Assignment:
Please return the whole listing, character for character.

Information supplied:
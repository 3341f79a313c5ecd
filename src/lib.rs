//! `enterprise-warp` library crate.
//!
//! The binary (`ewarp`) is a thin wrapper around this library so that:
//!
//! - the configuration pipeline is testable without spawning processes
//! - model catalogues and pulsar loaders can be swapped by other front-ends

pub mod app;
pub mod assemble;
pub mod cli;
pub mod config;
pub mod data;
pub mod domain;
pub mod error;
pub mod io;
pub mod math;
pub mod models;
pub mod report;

Exercise result:
repository 3341f79a313c5ecd
filename src/lib.rs
//! `enterprise-warp` library crate.
//!
//! The binary (`ewarp`) is a thin wrapper around this library so that:
//!
//! - the configuration pipeline is testable without spawning processes
//! - model catalogues and pulsar loaders can be swapped by other front-ends

pub mod app;
pub mod assemble;
pub mod cli;
pub mod config;
pub mod data;
pub mod domain;
pub mod error;
pub mod io;
pub mod math;
pub mod models;
pub mod report;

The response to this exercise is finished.